You are bidding on one Handwritten, signed album sheet (cardboard card) of the writer Wilhelm Michel (1877-1942), the 1925 Büchner Prize received. -- The sheet also dates from 1925.


With a beautiful one Hölderlin quote(Michel wrote several works about Friedrich Hölderlin).


"To know little, but to enjoy much

Is given to mortals (Hölderlin).

Wilhelm Michel."


Card (11.2 x 14.2 cm), with printed initials of the autograph hunter (BH) on the back.

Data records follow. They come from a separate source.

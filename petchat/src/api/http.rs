//! [`ChatApi`] over HTTP with `reqwest`.

use std::time::Duration;

use reqwest::{Method, RequestBuilder, Response};
use serde::Deserialize;
use url::Url;

use petchat_proto::codec;
use petchat_proto::message::{ChatMessage, PetId, UserId};

use super::{ApiError, ChatApi, Upload, User};

/// Default REST base URL.
pub const DEFAULT_API_URL: &str = "http://localhost:8080";

#[derive(Deserialize)]
#[serde(rename_all = "camelCase")]
struct UploadResponse {
    #[serde(default)]
    image_url: Option<String>,
}

/// REST client for the marketplace backend.
#[derive(Debug, Clone)]
pub struct HttpChatApi {
    client: reqwest::Client,
    base_url: Url,
    token: Option<String>,
}

impl HttpChatApi {
    /// Build a client for `base_url`, authenticating with `token` if given.
    ///
    /// # Errors
    ///
    /// Returns [`ApiError::InvalidUrl`] for an unparseable base URL and
    /// [`ApiError::Request`] if the HTTP client cannot be built.
    pub fn new(base_url: &str, token: Option<String>, timeout: Duration) -> Result<Self, ApiError> {
        let mut base_url =
            Url::parse(base_url).map_err(|e| ApiError::InvalidUrl(format!("{base_url}: {e}")))?;
        if !base_url.path().ends_with('/') {
            let path = format!("{}/", base_url.path());
            base_url.set_path(&path);
        }
        let client = reqwest::Client::builder().timeout(timeout).build()?;
        Ok(Self {
            client,
            base_url,
            token,
        })
    }

    /// The normalized base URL (always ends with `/`).
    #[must_use]
    pub const fn base_url(&self) -> &Url {
        &self.base_url
    }

    fn request(&self, method: Method, path: &str) -> Result<RequestBuilder, ApiError> {
        let url = self
            .base_url
            .join(path)
            .map_err(|e| ApiError::InvalidUrl(format!("{path}: {e}")))?;
        let builder = self.client.request(method, url);
        Ok(match &self.token {
            Some(token) => builder.bearer_auth(token),
            None => builder,
        })
    }

    /// Send and turn non-2xx responses into [`ApiError::Status`].
    async fn send(&self, builder: RequestBuilder) -> Result<Response, ApiError> {
        let response = builder.send().await?;
        let status = response.status();
        if status.is_success() {
            return Ok(response);
        }
        let body = response.text().await.unwrap_or_default();
        tracing::warn!(status = status.as_u16(), body = %body, "backend returned an error");
        Err(ApiError::Status {
            status: status.as_u16(),
            body,
        })
    }
}

impl ChatApi for HttpChatApi {
    async fn history(&self, a: UserId, b: UserId) -> Result<Vec<ChatMessage>, ApiError> {
        let request = self.request(Method::GET, &format!("api/messages/history/{a}/{b}"))?;
        let bytes = self.send(request).await?.bytes().await?;
        let messages = decode_history(&bytes)?;
        tracing::debug!(%a, %b, count = messages.len(), "history loaded");
        Ok(messages)
    }

    async fn delete_message(&self, id: i64) -> Result<(), ApiError> {
        let request = self.request(Method::DELETE, &format!("api/messages/{id}"))?;
        self.send(request).await?;
        tracing::debug!(id, "message deleted");
        Ok(())
    }

    async fn upload_image(&self, upload: Upload) -> Result<String, ApiError> {
        let Upload { file_name, bytes } = upload;
        let size = bytes.len();
        let part = reqwest::multipart::Part::bytes(bytes).file_name(file_name.clone());
        let form = reqwest::multipart::Form::new().part("file", part);
        let request = self
            .request(Method::POST, "api/messages/upload")?
            .multipart(form);
        let response: UploadResponse = self.send(request).await?.json().await?;
        let url = response
            .image_url
            .filter(|url| !url.trim().is_empty())
            .ok_or(ApiError::MissingImageUrl)?;
        tracing::debug!(file_name = %file_name, size, url = %url, "image uploaded");
        Ok(url)
    }

    async fn user(&self, id: UserId) -> Result<User, ApiError> {
        let request = self.request(Method::GET, &format!("api/users/{id}"))?;
        Ok(self.send(request).await?.json().await?)
    }

    async fn confirm_adoption(&self, adopter: UserId, pet: PetId) -> Result<(), ApiError> {
        let request = self
            .request(Method::POST, "api/adoptions/confirm")?
            .query(&[("adopterId", adopter.get()), ("petId", pet.get())]);
        self.send(request).await?;
        tracing::info!(%adopter, %pet, "adoption confirmed");
        Ok(())
    }

    async fn cancel_adoption(&self, pet: PetId) -> Result<(), ApiError> {
        let request = self
            .request(Method::POST, "api/adoptions/cancel")?
            .query(&[("petId", pet.get())]);
        self.send(request).await?;
        tracing::info!(%pet, "adoption cancelled");
        Ok(())
    }

    async fn chat_users(&self, me: UserId) -> Result<Vec<User>, ApiError> {
        let request = self.request(Method::GET, &format!("api/messages/chat-users/{me}"))?;
        Ok(self.send(request).await?.json().await?)
    }
}

/// Decode a history body, skipping rows that are not valid messages.
fn decode_history(bytes: &[u8]) -> Result<Vec<ChatMessage>, ApiError> {
    let entries = codec::decode_list(bytes).map_err(|e| ApiError::Decode(e.to_string()))?;
    Ok(entries
        .into_iter()
        .enumerate()
        .filter_map(|(index, entry)| match entry {
            Ok(message) => Some(message),
            Err(e) => {
                tracing::warn!(index, err = %e, "skipping malformed history entry");
                None
            }
        })
        .collect())
}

Autographs by Wilhelm Michsel are rare!


Attached are two small newspaper clippings from 1925, one of which is about the reading at which this autograph was given (on January 7th). November 1925 in the lecture hall of the Keißner bookstore in Gießen) and one about the awarding of the Büchner Prize to Wilhelm Michel.


Condition:Card a bit stained. Please note the pictures too!

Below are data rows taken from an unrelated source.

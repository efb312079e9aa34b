//! In-process [`ChatApi`] for tests.
//!
//! Holds messages, profiles and contact lists in memory and records every
//! call so tests can assert on what the chat core asked for.

use std::collections::HashMap;
use std::sync::Arc;

use parking_lot::Mutex;
use tokio::sync::Notify;

use petchat_proto::message::{ChatMessage, Conversation, MessageId, PetId, UserId};

use super::{ApiError, ChatApi, Upload, User};

/// One recorded call.
#[derive(Debug, Clone, PartialEq, Eq)]
pub enum ApiCall {
    /// `history(a, b)`.
    History(UserId, UserId),
    /// `delete_message(id)`.
    Delete(i64),
    /// `upload_image` with this file name.
    Upload(String),
    /// `user(id)`.
    User(UserId),
    /// `confirm_adoption(adopter, pet)`.
    ConfirmAdoption {
        /// Who adopts.
        adopter: UserId,
        /// Which pet.
        pet: PetId,
    },
    /// `cancel_adoption(pet)`.
    CancelAdoption(PetId),
    /// `chat_users(me)`.
    ChatUsers(UserId),
}

#[derive(Default)]
struct State {
    messages: Vec<ChatMessage>,
    users: HashMap<UserId, User>,
    contacts: HashMap<UserId, Vec<User>>,
    calls: Vec<ApiCall>,
    failing: bool,
    history_gate: Option<Arc<Notify>>,
}

/// In-memory backend.
#[derive(Default)]
pub struct MemoryApi {
    state: Mutex<State>,
}

impl MemoryApi {
    /// An empty backend.
    #[must_use]
    pub fn new() -> Self {
        Self::default()
    }

    /// Add a persisted message. A local id is replaced by the next free
    /// server id, as the real backend would.
    pub fn insert_message(&self, mut message: ChatMessage) -> MessageId {
        let mut state = self.state.lock();
        if message.id.is_local() {
            let next = state
                .messages
                .iter()
                .filter_map(|m| m.id.server())
                .max()
                .unwrap_or(0)
                + 1;
            message.id = MessageId::Server(next);
        }
        let id = message.id;
        state.messages.push(message);
        id
    }

    /// Register a user profile.
    pub fn insert_user(&self, user: User) {
        self.state.lock().users.insert(user.id, user);
    }

    /// Set the contact list returned for `me`.
    pub fn set_chat_users(&self, me: UserId, users: Vec<User>) {
        self.state.lock().contacts.insert(me, users);
    }

    /// Make every subsequent call fail (or succeed again).
    pub fn set_failing(&self, failing: bool) {
        self.state.lock().failing = failing;
    }

    /// Hold history responses until the returned handle is notified.
    ///
    /// Each `notify_one` releases one pending (or the next) history call.
    #[must_use]
    pub fn gate_history(&self) -> Arc<Notify> {
        let gate = Arc::new(Notify::new());
        self.state.lock().history_gate = Some(Arc::clone(&gate));
        gate
    }

    /// Every call made so far, in order.
    #[must_use]
    pub fn calls(&self) -> Vec<ApiCall> {
        self.state.lock().calls.clone()
    }

    /// Messages currently persisted.
    #[must_use]
    pub fn messages(&self) -> Vec<ChatMessage> {
        self.state.lock().messages.clone()
    }

    /// Mark `adopter`'s stored adoption requests for `pet` as confirmed.
    pub fn mark_confirmed(&self, adopter: UserId, pet: PetId) {
        for msg in &mut self.state.lock().messages {
            if msg.sender_id == adopter && msg.kind.pet_id() == Some(pet) {
                msg.confirmed = Some(true);
            }
        }
    }

    /// Record `call` and fail if the backend is set to fail.
    fn begin(&self, call: ApiCall) -> Result<(), ApiError> {
        let mut state = self.state.lock();
        state.calls.push(call);
        if state.failing {
            return Err(ApiError::Status {
                status: 500,
                body: "internal error".into(),
            });
        }
        Ok(())
    }
}

impl ChatApi for MemoryApi {
    async fn history(&self, a: UserId, b: UserId) -> Result<Vec<ChatMessage>, ApiError> {
        let gate = self.state.lock().history_gate.clone();
        if let Some(gate) = gate {
            gate.notified().await;
        }
        self.begin(ApiCall::History(a, b))?;
        let conversation = Conversation::new(a, b);
        Ok(self
            .state
            .lock()
            .messages
            .iter()
            .filter(|m| conversation.contains(m))
            .cloned()
            .collect())
    }

    async fn delete_message(&self, id: i64) -> Result<(), ApiError> {
        self.begin(ApiCall::Delete(id))?;
        self.state
            .lock()
            .messages
            .retain(|m| m.id != MessageId::Server(id));
        Ok(())
    }

    async fn upload_image(&self, upload: Upload) -> Result<String, ApiError> {
        self.begin(ApiCall::Upload(upload.file_name.clone()))?;
        Ok(format!("http://localhost/uploads/{}", upload.file_name))
    }

    async fn user(&self, id: UserId) -> Result<User, ApiError> {
        self.begin(ApiCall::User(id))?;
        self.state
            .lock()
            .users
            .get(&id)
            .cloned()
            .ok_or_else(|| ApiError::Status {
                status: 404,
                body: format!("user {id} not found"),
            })
    }

    async fn confirm_adoption(&self, adopter: UserId, pet: PetId) -> Result<(), ApiError> {
        self.begin(ApiCall::ConfirmAdoption { adopter, pet })?;
        self.mark_confirmed(adopter, pet);
        Ok(())
    }

    async fn cancel_adoption(&self, pet: PetId) -> Result<(), ApiError> {
        self.begin(ApiCall::CancelAdoption(pet))
    }

    async fn chat_users(&self, me: UserId) -> Result<Vec<User>, ApiError> {
        self.begin(ApiCall::ChatUsers(me))?;
        Ok(self
            .state
            .lock()
            .contacts
            .get(&me)
            .cloned()
            .unwrap_or_default())
    }
}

Internal note: Ostbhf Vorphila 23-10-08 (8) Autograph Autograph Literature


About Wilhelm Michel (source: wikipedia):

Wilhelm Michel (*9. August 1877 in Metz, German Empire; † 16. April 1942 in Darmstadt) was a German writer.

Life: Michel grew up in Frankenstein (Palatinate) and studied philology and law in Würzburg and Munich. In 1901 he settled in Munich as a freelance writer. From 1910 to 1913 Michel worked as a newspaper correspondent in Paris. In 1913 he worked in Darmstadt as an editor for the magazine German Art and Decoration. In 1919 Michel was one of the founding members of the Darmstadt Secession, of which he was secretary. Since then he has written art and theater reviews for the Hessischer Volksfreund.

Michel has published about Friedrich Hölderlin since 1911. On the occasion of its 150th Michel gave his birthday speech in front of the Darmstadt Free Literary-Artistic Society on the 23rd. March 1920 gave a lecture entitled Speech about Hölderlin. He ended the series of publications in 1940 with a comprehensive biography of the poet. He also dealt with religious topics and was friends with the Jewish philosopher Martin Buber. As early as 1922, Michel wrote a pamphlet against anti-Semitism, which appeared under the title Betrayal of Germanness.

From 1906 to 1930, Michel worked for the magazine Die Weltbühne, among other things. In February 1933 there was a falling out with the editor Carl von Ossietzky because Michel had opposed the performance of Bertolt Brecht's play Saint Joan of the Slaughterhouses in Darmstadt. Michel had on the 1st February 1933 in the Kölnische Rundschau described the resistance to the piece as “a happy movement of unbroken life instincts against an artistically disguised attempt to murder our souls”. Carl Zuckmayer later described him as an “intolerant, vicious Nazi follower”.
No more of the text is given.